Mercader mató a Trotsky de un sólo golpe en la cabeza con el piolet, a pesar de que llevaba consigo una pistola y una enorme daga. El piolet o hacha le dio más seguridad de acabar el trabajo en silencio y con rapidez. Mercader, un joven, fue adoctrinad­o por su madre para llevar a cabo el asesinato.

Toda esta historia la cuenta Leonardo Padura en su novela El hombre que amaba a los perros (Tusquets). Una chulada.

Padura, maduro en el arte de la novela negra, cuenta la historia del camarada Trotsky y Ramón Mercader como una suerte de vidas paralelas, o mejor, como la trayectori­a de dos trenes bala que de manera irremediab­le han de chocar.

En la novela de Padura uno no puede evitar sentir compasión por Ramón Mercader y admiración por León Trotsky. Mercader es como un niño que lo ha perdido todo y Trotsky, quien de verdad lo perdió todo, se sobrepone a la adversidad con clase, con ideas, con sus textos.

En un mundo similar al nuestro, pero con otra alineación estelar, Mercader habría podido ser el alumno aventajado de Trotsky, encontrar en el ruso el padre que necesitaba con desesperac­ión.

El Museo Casa de Trotsky es una casa de fantasmas. Cuando se le recorre se tiene la sensación de que alguien lo mira a uno. Esa es la razón por la que no suelo visitarlo a menudo. Siento, como Mercader, que el grito mortal de Trotsky resuena en mis oídos y pienso en esa muerte terrible con el cráneo perforado hasta el fondo.

David Alfaro Siqueiros también quiso matar a Trotsky. ¿Por qué todos esos comunistas querían matar a uno de los padres de la revolución de octubre? El lector debe saberlo: José Stalin y Trotsky eran enemigos ideológico­s. Trotsky no cesó de denunciar las medidas bárbaras de Stalin, pero para muchos de los seguidores de la revolución soviética, Stalin era el único que podía asegurar la continuida­d del proyecto comunista. Estabas con Stalin o con Trotsky, sin medias tintas.

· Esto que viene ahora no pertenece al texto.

//! Workflow configuration.
//!
//! A workflow document declares a base variable map, the stage graph and,
//! optionally, the shell used to run commands:
//!
//! ```yaml
//! shell: /bin/bash
//! variables:
//!   build_dir: "{cwd}/target/{dut}"
//!   logs_dir: "{build_dir}/logs"
//! stages:
//!   clean:
//!     commands: ["rm -rf {build_dir}"]
//!   build:
//!     dependencies: [configure]
//!     commands: ["make -C {build_dir}"]
//! ```

mod loader;

pub use loader::{ConfigLoader, DEFAULT_CONFIG_FILE};

use crate::pipeline::StageGraph;
use crate::template::VariableEnv;

/// Shell used when the workflow does not name one.
pub const DEFAULT_SHELL: &str = "/bin/bash";

/// A loaded workflow document.
#[derive(Debug, Clone, Default, PartialEq, Eq)]
pub struct WorkflowConfig {
    /// Declared variables, before runtime values are overlaid.
    pub variables: VariableEnv,
    /// The stage graph.
    pub stages: StageGraph,
    /// Shell override.
    pub shell: Option<String>,
}

impl WorkflowConfig {
    /// Creates a configuration from its parts.
    #[must_use]
    pub fn new(variables: VariableEnv, stages: StageGraph) -> Self {
        Self {
            variables,
            stages,
            shell: None,
        }
    }

    /// The shell used to run commands.
    #[must_use]
    pub fn shell(&self) -> &str {
        self.shell.as_deref().unwrap_or(DEFAULT_SHELL)
    }
}
//! Colored console output mirrored into the build log.

use super::BuildLog;
use crossterm::style::{Attribute, Color, ContentStyle};
use std::fmt;
use std::io::{self, IsTerminal, Write};
use std::path::PathBuf;
use tracing::warn;

/// Color of a console message.
#[derive(Debug, Clone, Copy, PartialEq, Eq)]
pub enum Tone {
    /// Default terminal color.
    Plain,
    /// Stage headings.
    Info,
    /// Completed work.
    Success,
    /// Recoverable problems.
    Warning,
    /// Failures.
    Error,
    /// Secondary detail (rules, paths, command output).
    Dim,
}

impl Tone {
    /// Terminal style for this tone, optionally bold.
    #[must_use]
    pub fn style(self, bold: bool) -> ContentStyle {
        let mut style = ContentStyle::new();
        style.foreground_color = match self {
            Self::Info => Some(Color::Cyan),
            Self::Success => Some(Color::Green),
            Self::Warning => Some(Color::Yellow),
            Self::Error => Some(Color::Red),
            Self::Plain | Self::Dim => None,
        };
        if self == Self::Dim {
            style.attributes.set(Attribute::Dim);
        }
        if bold {
            style.attributes.set(Attribute::Bold);
        }
        style
    }
}

/// Console reporter for one invocation.
///
/// Messages go to the writer (styled when color is enabled) and, once a
/// build log is attached, to the log without styling.
pub struct Console {
    writer: Box<dyn Write + Send>,
    verbose: bool,
    color: bool,
    build_log: Option<BuildLog>,
}

impl fmt::Debug for Console {
    fn fmt(&self, f: &mut fmt::Formatter<'_>) -> fmt::Result {
        f.debug_struct("Console")
            .field("verbose", &self.verbose)
            .field("color", &self.color)
            .field("build_log", &self.build_log)
            .finish_non_exhaustive()
    }
}

impl Console {
    /// Creates an uncolored console writing to `writer`.
    #[must_use]
    pub fn new(writer: impl Write + Send + 'static) -> Self {
        Self {
            writer: Box::new(writer),
            verbose: false,
            color: false,
            build_log: None,
        }
    }

    /// Creates a console on stdout, colored when stdout is a terminal.
    #[must_use]
    pub fn stdout() -> Self {
        let color = io::stdout().is_terminal();
        Self::new(io::stdout()).with_color(color)
    }

    /// Enables command echo and output on the console.
    #[must_use]
    pub fn with_verbose(mut self, verbose: bool) -> Self {
        self.verbose = verbose;
        self
    }

    /// Enables ANSI styling.
    #[must_use]
    pub fn with_color(mut self, color: bool) -> Self {
        self.color = color;
        self
    }

    /// Returns true in verbose mode.
    #[must_use]
    pub fn is_verbose(&self) -> bool {
        self.verbose
    }

    /// Prints a message and mirrors it to the build log.
    pub fn log(&mut self, message: &str, tone: Tone) {
        self.emit(message, tone, false);
        self.write_log(&format!("{message}\n"));
    }

    /// Prints a bold message and mirrors it to the build log.
    pub fn log_bold(&mut self, message: &str, tone: Tone) {
        self.emit(message, tone, true);
        self.write_log(&format!("{message}\n"));
    }

    /// Detail line: console only in verbose mode, always logged.
    pub fn log_verbose(&mut self, message: &str) {
        let line = format!("  {message}");
        if self.verbose {
            self.emit(&line, Tone::Dim, false);
        }
        self.write_log(&format!("{line}\n"));
    }

    /// Command output line, indented 4: console only in verbose mode, always logged.
    pub fn log_output(&mut self, line: &str) {
        let line = format!("    {line}");
        if self.verbose {
            self.emit(&line, Tone::Dim, false);
        }
        self.write_log(&format!("{line}\n"));
    }

    /// Prints a dim `→ <path>` pointer. Never logged.
    pub fn print_path(&mut self, path: impl fmt::Display) {
        self.emit(&format!("    → {path}"), Tone::Dim, false);
    }

    /// Attaches a build log; later messages are mirrored into it.
    pub fn attach_log(&mut self, log: BuildLog) {
        self.build_log = Some(log);
    }

    /// The attached build log, if any.
    #[must_use]
    pub fn build_log(&self) -> Option<&BuildLog> {
        self.build_log.as_ref()
    }

    /// Writes raw text to the build log only.
    pub fn write_log(&mut self, text: &str) {
        if let Some(log) = self.build_log.as_mut() {
            if let Err(err) = log.write(text) {
                warn!(path = %log.path().display(), error = %err, "build log write failed");
            }
        }
    }

    /// Detaches and finishes the build log, returning its path.
    ///
    /// # Errors
    ///
    /// Returns an IO error if the log could not be finalized.
    pub fn finish_log(&mut self, success: bool) -> io::Result<Option<PathBuf>> {
        match self.build_log.take() {
            Some(mut log) => log.finish(success).map(Some),
            None => Ok(None),
        }
    }

    fn emit(&mut self, message: &str, tone: Tone, bold: bool) {
        let result = if self.color && (bold || tone != Tone::Plain) {
            writeln!(self.writer, "{}", tone.style(bold).apply(message))
        } else {
            writeln!(self.writer, "{message}")
        };
        // A closed stdout must not abort the run.
        let _ = result.and_then(|()| self.writer.flush());
    }
}
//! Timestamp formatting for run identifiers and log lines.
//!
//! All timestamps use local time.

use chrono::{DateTime, Local, TimeZone};

/// Format of the `{timestamp}` variable and of build log directory suffixes.
pub const RUN_TIMESTAMP_FORMAT: &str = "%Y%m%d_%H%M%S";

/// Format used in build log header and footer lines.
pub const HUMAN_TIMESTAMP_FORMAT: &str = "%Y-%m-%d %H:%M:%S";

/// Returns the current time formatted as a run timestamp (`YYYYMMDD_HHMMSS`).
///
/// # Examples
///
/// ```
/// use stagerun::utils::run_timestamp;
///
/// let ts = run_timestamp();
/// assert_eq!(ts.len(), 15);
/// assert_eq!(&ts[8..9], "_");
/// ```
#[must_use]
pub fn run_timestamp() -> String {
    format_run_timestamp(&Local::now())
}

/// Returns the current time formatted for humans (`YYYY-MM-DD HH:MM:SS`).
#[must_use]
pub fn human_timestamp() -> String {
    Local::now().format(HUMAN_TIMESTAMP_FORMAT).to_string()
}

fn format_run_timestamp<Tz: TimeZone>(dt: &DateTime<Tz>) -> String
where
    Tz::Offset: std::fmt::Display,
{
    dt.format(RUN_TIMESTAMP_FORMAT).to_string()
}
//! The stage graph and dependency resolution.
//!
//! Resolution is a depth-first walk per requested stage. Each walk keeps the
//! chain of ancestors currently being expanded (for cycle reporting) and a
//! visited set shared across the walks of one plan, so a stage reachable
//! from several requested stages is emitted once, where the first walk
//! places it.

use super::{ExecutionPlan, StageDef};
use crate::errors::{CycleDetectedError, StagerunError, UnknownStageError};
use serde::de::{MapAccess, Visitor};
use serde::ser::SerializeMap;
use serde::{Deserialize, Deserializer, Serialize, Serializer};
use std::collections::{HashMap, HashSet};
use std::fmt;
use tracing::debug;

/// Mapping from stage name to definition, remembering declaration order.
#[derive(Debug, Clone, Default, PartialEq, Eq)]
pub struct StageGraph {
    /// Stage definitions.
    stages: HashMap<String, StageDef>,
    /// Declaration order of stage names.
    stage_order: Vec<String>,
}

impl StageGraph {
    /// Creates an empty graph.
    #[must_use]
    pub fn new() -> Self {
        Self::default()
    }

    /// Inserts or replaces a stage, returning the previous definition.
    ///
    /// A replaced stage keeps its original declaration position.
    pub fn insert(&mut self, name: impl Into<String>, def: StageDef) -> Option<StageDef> {
        let name = name.into();
        let previous = self.stages.insert(name.clone(), def);
        if previous.is_none() {
            self.stage_order.push(name);
        }
        previous
    }

    /// Returns the definition of `name`.
    #[must_use]
    pub fn get(&self, name: &str) -> Option<&StageDef> {
        self.stages.get(name)
    }

    /// Returns true if `name` is defined.
    #[must_use]
    pub fn contains(&self, name: &str) -> bool {
        self.stages.contains_key(name)
    }

    /// Returns the number of stages.
    #[must_use]
    pub fn len(&self) -> usize {
        self.stages.len()
    }

    /// Returns true if the graph has no stages.
    #[must_use]
    pub fn is_empty(&self) -> bool {
        self.stages.is_empty()
    }

    /// Stage names in declaration order.
    pub fn names(&self) -> impl Iterator<Item = &str> {
        self.stage_order.iter().map(String::as_str)
    }

    /// `(name, definition)` pairs in declaration order.
    pub fn iter(&self) -> impl Iterator<Item = (&str, &StageDef)> {
        self.stage_order
            .iter()
            .filter_map(|name| self.stages.get(name).map(|def| (name.as_str(), def)))
    }

    /// Stages that may be requested directly, in declaration order.
    pub fn requestable(&self) -> impl Iterator<Item = (&str, &StageDef)> {
        self.iter().filter(|(_, def)| !def.hidden)
    }

    /// Collects the requested stages from a name → enabled mapping.
    ///
    /// Only non-hidden stages are considered; the result follows declaration
    /// order, not the order of `flags`.
    #[must_use]
    pub fn select(&self, flags: &HashMap<String, bool>) -> Vec<String> {
        self.requestable()
            .filter(|(name, _)| flags.get(*name).copied().unwrap_or(false))
            .map(|(name, _)| name.to_string())
            .collect()
    }

    /// Returns `stage` preceded by all of its transitive dependencies.
    ///
    /// # Errors
    ///
    /// Returns [`StagerunError::CircularDependency`] if the walk re-enters a
    /// stage on the current ancestor chain, or [`StagerunError::UnknownStage`]
    /// if a name is not in the graph.
    pub fn dependency_order(&self, stage: &str) -> Result<Vec<String>, StagerunError> {
        let mut visited = HashSet::new();
        let mut ordered = Vec::new();
        self.visit(stage, None, &mut Vec::new(), &mut visited, &mut ordered)?;
        Ok(ordered)
    }

    /// Builds the merged execution plan for `requested`.
    ///
    /// # Errors
    ///
    /// Fails as [`StageGraph::dependency_order`] does; no partial plan is
    /// returned.
    pub fn plan<S: AsRef<str>>(&self, requested: &[S]) -> Result<ExecutionPlan, StagerunError> {
        let mut visited = HashSet::new();
        let mut plan = ExecutionPlan::new();

        for stage in requested {
            let mut partial = Vec::new();
            self.visit(stage.as_ref(), None, &mut Vec::new(), &mut visited, &mut partial)?;
            debug!(stage = stage.as_ref(), order = ?partial, "resolved dependency chain");
            plan.merge(partial);
        }

        Ok(plan)
    }

    fn visit(
        &self,
        name: &str,
        parent: Option<&str>,
        path: &mut Vec<String>,
        visited: &mut HashSet<String>,
        ordered: &mut Vec<String>,
    ) -> Result<(), StagerunError> {
        if path.iter().any(|ancestor| ancestor == name) {
            let mut cycle = path.clone();
            cycle.push(name.to_string());
            return Err(CycleDetectedError::new(cycle).into());
        }

        let Some(def) = self.stages.get(name) else {
            let err = UnknownStageError::new(name);
            return Err(match parent {
                Some(parent) => err.referenced_by(parent),
                None => err,
            }
            .into());
        };

        path.push(name.to_string());
        for dep in &def.dependencies {
            if !visited.contains(dep) {
                self.visit(dep, Some(name), path, visited, ordered)?;
            }
        }
        path.pop();

        if visited.insert(name.to_string()) {
            ordered.push(name.to_string());
        }
        Ok(())
    }
}

impl Serialize for StageGraph {
    fn serialize<S: Serializer>(&self, serializer: S) -> Result<S::Ok, S::Error> {
        let mut map = serializer.serialize_map(Some(self.len()))?;
        for (name, def) in self.iter() {
            map.serialize_entry(name, def)?;
        }
        map.end()
    }
}

impl<'de> Deserialize<'de> for StageGraph {
    fn deserialize<D: Deserializer<'de>>(deserializer: D) -> Result<Self, D::Error> {
        struct GraphVisitor;

        impl<'de> Visitor<'de> for GraphVisitor {
            type Value = StageGraph;

            fn expecting(&self, f: &mut fmt::Formatter<'_>) -> fmt::Result {
                f.write_str("a mapping of stage names to stage definitions")
            }

            fn visit_unit<E: serde::de::Error>(self) -> Result<Self::Value, E> {
                Ok(StageGraph::new())
            }

            fn visit_map<A: MapAccess<'de>>(self, mut access: A) -> Result<Self::Value, A::Error> {
                let mut graph = StageGraph::new();
                while let Some((name, def)) = access.next_entry::<String, Option<StageDef>>()? {
                    if graph.contains(&name) {
                        return Err(serde::de::Error::custom(format!("duplicate stage '{name}'")));
                    }
                    graph.insert(name, def.unwrap_or_default());
                }
                Ok(graph)
            }
        }

        deserializer.deserialize_any(GraphVisitor)
    }
}

/// Builder for stage graphs assembled in code.
#[derive(Debug, Clone, Default)]
pub struct StageGraphBuilder {
    graph: StageGraph,
}

impl StageGraphBuilder {
    /// Creates a new builder.
    #[must_use]
    pub fn new() -> Self {
        Self::default()
    }

    /// Adds a stage with the given dependencies and commands.
    #[must_use]
    pub fn stage(self, name: &str, dependencies: &[&str], commands: &[&str]) -> Self {
        self.stage_def(
            name,
            StageDef::new()
                .with_dependencies(dependencies.iter().copied())
                .with_commands(commands.iter().copied()),
        )
    }

    /// Adds a fully specified stage, replacing any earlier one of that name.
    #[must_use]
    pub fn stage_def(mut self, name: &str, def: StageDef) -> Self {
        self.graph.insert(name, def);
        self
    }

    /// Builds the graph. Dependencies are checked when a plan is resolved.
    #[must_use]
    pub fn build(self) -> StageGraph {
        self.graph
    }
}

#[cfg(test)]
mod tests {
    use super::*;
    use crate::testing::{assert_cycle, assert_dependencies_precede, graph_from_edges};
    use pretty_assertions::assert_eq;

    #[test]
    fn test_linear_chain() {
        let g = graph_from_edges(&[("a", &[]), ("b", &["a"]), ("c", &["b"])]);
        let plan = g.plan(&["c"]).unwrap();
        assert_eq!(plan.as_slice(), &["a", "b", "c"]);
    }

    #[test]
    fn test_two_node_cycle() {
        let g = graph_from_edges(&[("a", &["b"]), ("b", &["a"])]);
        assert_cycle(g.plan(&["a"]), &["a", "b", "a"]);
        assert_eq!(
            g.plan(&["a"]).unwrap_err().to_string(),
            "Circular dependency: a -> b -> a"
        );
    }

    #[test]
    fn test_cycle_path_excludes_popped_siblings() {
        // d is fully expanded and popped before the cycle through b is found.
        let g = graph_from_edges(&[
            ("top", &["d", "b"]),
            ("d", &[]),
            ("b", &["c"]),
            ("c", &["b"]),
        ]);
        assert_cycle(g.plan(&["top"]), &["top", "b", "c", "b"]);
    }

    #[test]
    fn test_self_dependency_is_a_cycle() {
        let g = graph_from_edges(&[("a", &["a"])]);
        assert_cycle(g.dependency_order("a"), &["a", "a"]);
    }

    #[test]
    fn test_unknown_requested_stage() {
        let g = graph_from_edges(&[("a", &[])]);
        let err = g.plan(&["missing"]).unwrap_err();
        let StagerunError::UnknownStage(unknown) = err else {
            panic!("expected unknown stage");
        };
        assert_eq!(unknown, UnknownStageError::new("missing"));
    }

    #[test]
    fn test_unknown_dependency_names_parent() {
        let g = graph_from_edges(&[("build", &["configure"])]);
        let StagerunError::UnknownStage(unknown) = g.plan(&["build"]).unwrap_err() else {
            panic!("expected unknown stage");
        };
        assert_eq!(unknown.stage, "configure");
        assert_eq!(unknown.referenced_by.as_deref(), Some("build"));
    }

    #[test]
    fn test_shared_dependency_emitted_once() {
        let g = graph_from_edges(&[
            ("setup", &[]),
            ("build", &["setup"]),
            ("test", &["setup", "build"]),
            ("docs", &["setup"]),
        ]);
        let plan = g.plan(&["test", "docs"]).unwrap();
        assert_eq!(plan.as_slice(), &["setup", "build", "test", "docs"]);
        assert_dependencies_precede(&g, &plan);
    }

    #[test]
    fn test_diamond_order_follows_declared_dependencies() {
        let g = graph_from_edges(&[
            ("base", &[]),
            ("left", &["base"]),
            ("right", &["base"]),
            ("top", &["right", "left"]),
        ]);
        let plan = g.plan(&["top"]).unwrap();
        assert_eq!(plan.as_slice(), &["base", "right", "left", "top"]);
    }

    #[test]
    fn test_request_order_drives_merge() {
        let g = graph_from_edges(&[("a", &[]), ("b", &[]), ("c", &["a"])]);
        assert_eq!(g.plan(&["b", "c"]).unwrap().as_slice(), &["b", "a", "c"]);
        assert_eq!(g.plan(&["c", "b"]).unwrap().as_slice(), &["a", "c", "b"]);
    }

    #[test]
    fn test_cycle_yields_no_partial_plan() {
        let g = graph_from_edges(&[("ok", &[]), ("x", &["y"]), ("y", &["x"])]);
        assert!(g.plan(&["ok", "x"]).is_err());
    }

    #[test]
    fn test_hidden_stage_participates_as_dependency() {
        let g = StageGraphBuilder::new()
            .stage_def("toolchain", StageDef::new().hidden())
            .stage_def("setup", StageDef::new().hidden().with_dependency("toolchain"))
            .stage("build", &["setup"], &["make"])
            .build();

        assert_eq!(
            g.requestable().map(|(n, _)| n).collect::<Vec<_>>(),
            vec!["build"]
        );
        assert_eq!(
            g.plan(&["build"]).unwrap().as_slice(),
            &["toolchain", "setup", "build"]
        );
    }

    #[test]
    fn test_select_uses_declaration_order_and_skips_hidden() {
        let g = StageGraphBuilder::new()
            .stage("clean", &[], &[])
            .stage_def("internal", StageDef::new().hidden())
            .stage("build", &[], &[])
            .build();
        let flags: HashMap<String, bool> = [
            ("build".to_string(), true),
            ("clean".to_string(), true),
            ("internal".to_string(), true),
        ]
        .into_iter()
        .collect();

        assert_eq!(g.select(&flags), vec!["clean", "build"]);
    }

    #[test]
    fn test_deserialize_preserves_declaration_order() {
        let yaml = "
zeta:
  commands: [\"echo z\"]
alpha:
  dependencies: [zeta]
mid:
";
        let g: StageGraph = serde_yaml::from_str(yaml).unwrap();
        assert_eq!(g.names().collect::<Vec<_>>(), vec!["zeta", "alpha", "mid"]);
        assert_eq!(g.get("mid"), Some(&StageDef::default()));

        let round: StageGraph = serde_yaml::from_str(&serde_yaml::to_string(&g).unwrap()).unwrap();
        assert_eq!(round, g);
    }

    #[test]
    fn test_larger_graph_respects_dependencies() {
        let g = graph_from_edges(&[
            ("fetch", &[]),
            ("patch", &["fetch"]),
            ("configure", &["patch", "fetch"]),
            ("compile", &["configure"]),
            ("package", &["compile", "patch"]),
            ("lint", &["fetch"]),
            ("test", &["compile", "lint"]),
        ]);
        let plan = g.plan(&["package", "test", "lint"]).unwrap();
        assert_eq!(plan.len(), 7);
        assert_dependencies_precede(&g, &plan);
    }
}
//! Live status board for CI runs.

use crossterm::cursor::MoveUp;
use crossterm::queue;
use crossterm::terminal::{Clear, ClearType};
use stagerun::ci::{CiStep, CiSummary};
use stagerun::core::StepStatus;
use stagerun::report::Tone;
use std::io::{self, Write};

const RULE_WIDTH: usize = 60;
const NAME_WIDTH: usize = 25;

fn status_tone(status: StepStatus) -> Tone {
    match status {
        StepStatus::Pending => Tone::Dim,
        StepStatus::Running => Tone::Warning,
        StepStatus::Pass => Tone::Success,
        StepStatus::Fail => Tone::Error,
    }
}

/// Renders CI steps, redrawing them in place on a terminal.
pub struct Dashboard<W: Write> {
    out: W,
    interactive: bool,
    drawn: usize,
}

impl<W: Write> Dashboard<W> {
    /// Creates a board; `interactive` enables colors and in-place redraws.
    pub fn new(out: W, interactive: bool) -> Self {
        Self {
            out,
            interactive,
            drawn: 0,
        }
    }

    /// Consumes the board, returning the writer.
    pub fn into_inner(self) -> W {
        self.out
    }

    fn paint(&self, text: &str, tone: Tone, bold: bool) -> String {
        if self.interactive {
            tone.style(bold).apply(text).to_string()
        } else {
            text.to_string()
        }
    }

    /// Formats one board line.
    pub fn line(&self, step: &CiStep) -> String {
        let status = self.paint(step.status.label(), status_tone(step.status), false);
        let log = step
            .log_path
            .as_deref()
            .map(|path| self.paint(&format!(" → {path}"), Tone::Dim, false))
            .unwrap_or_default();
        format!("{status}  {:<NAME_WIDTH$}{log}", step.name)
    }

    /// Writes the title and rule.
    pub fn header(&mut self) -> io::Result<()> {
        let title = self.paint("Running CI Pipeline", Tone::Plain, true);
        writeln!(self.out, "\n{title}\n")?;
        writeln!(self.out, "{}\n", "─".repeat(RULE_WIDTH))?;
        self.out.flush()
    }

    /// Draws every step, replacing the previous drawing when interactive.
    pub fn draw(&mut self, steps: &[CiStep]) -> io::Result<()> {
        if self.interactive && self.drawn > 0 {
            let rows = u16::try_from(self.drawn).unwrap_or(u16::MAX);
            queue!(self.out, MoveUp(rows))?;
        }
        for step in steps {
            if self.interactive {
                queue!(self.out, Clear(ClearType::CurrentLine))?;
            }
            let line = self.line(step);
            writeln!(self.out, "{line}")?;
        }
        self.drawn = steps.len();
        self.out.flush()
    }

    /// Writes the closing rule and pass/fail line.
    pub fn summary(&mut self, summary: &CiSummary) -> io::Result<()> {
        let tone = if summary.all_passed() {
            Tone::Success
        } else {
            Tone::Error
        };
        let message = self.paint(&summary.message(), tone, true);
        writeln!(self.out, "\n{}", "─".repeat(RULE_WIDTH))?;
        writeln!(self.out, "\n{message}\n")?;
        self.out.flush()
    }
}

Siqueiros, con un grupo de fieles, se disfrazaro­n de policías y acribillar­on la casa de la familia Trotsky. De milagro Trotsky y su mujer salieron con vida. Tuvo el ruso algunos días de gracia hasta su encuentro con Mercader.

En El hombre que amaba a los perros, Padura recoge la historia y comienza a contarla desde el mero principio: el triste exilio de Trotsky y la juventud revuelta de Mercader, entre sus deseos de independen­cia y la lápida que era su madre, una stalinista del pecho a la espalda que poco a poco fue empujando a su hijo al atentado. El conflicto interno del joven español está presente como leit motif. Ningún asesino es sólo un asesino.

El pioletazo queda como escena terrible de la historia. Y ahora, si se es un morboso, se podrá ver con todo y manchas de sangre. Sórdido.